Both a.c. and d.c. systems comprise two main components, a transmitting element and a receiving element. The two being interconnected by wiring that provides the signal path. The word 'synchronous' means 'happening at the same time', which infers that when the transmitter is moved, the receiving element, normally an indicator, will follow that movement instantly.
4.1 DESYNN SYSTEM
There are a variety of different types of Desynn systems available:
The Basic Desynn is generally operated by a rotary motion, however linear
versions are also found. The conversion from linear to rotary motion being achieved by a push rod and gear wheel.
The Micro Desynn was designed to magnify the small movement obtained by such items as pressure measuring devices. They are operated by linear motion.

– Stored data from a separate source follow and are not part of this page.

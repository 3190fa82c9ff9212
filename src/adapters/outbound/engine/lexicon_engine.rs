use async_trait::async_trait;

use crate::ports::outbound::AnalysisEngine;
use crate::shared::Result;
use crate::trust_scoring::domain::{Product, Review, TrustScore};
use crate::trust_scoring::services::TrustCalculator;

/// LexiconEngine adapter scoring reviews with the built-in calculator
///
/// This is the default engine. It runs entirely in process, needs no
/// credentials, never fails, and gives the same verdict for the same
/// reviews every time.
pub struct LexiconEngine;

impl LexiconEngine {
    pub fn new() -> Self {
        Self
    }
}

impl Default for LexiconEngine {
    fn default() -> Self {
        Self::new()
    }
}

#[async_trait]
impl AnalysisEngine for LexiconEngine {
    fn name(&self) -> &'static str {
        "lexicon"
    }

    async fn analyze(&self, product: &Product, reviews: &[Review]) -> Result<TrustScore> {
        Ok(TrustCalculator::calculate(product.id, reviews))
    }
}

The Slab Desynn was designed to overcome signally errors inherent in the basic Desynn system. In the vast majority of instances the errors in the basic Desynn could be considered insignificant.
4.1.1 THE BASIC DESYNN 4.1.1.1 Construction
In the basic Desynn system the transmitter comprises an endless resistance wound on a circular former, this arrangement being referred to as a 'Toroidal Resistance'.
Equally spaced at 120° intervals around the resistor are 3 tappings, it is to these that the signal wires are connected. Running on the resistor are two wiper arm type contacts that are spaced apart by 180° and insulated from one another, it is to these that system power is applied.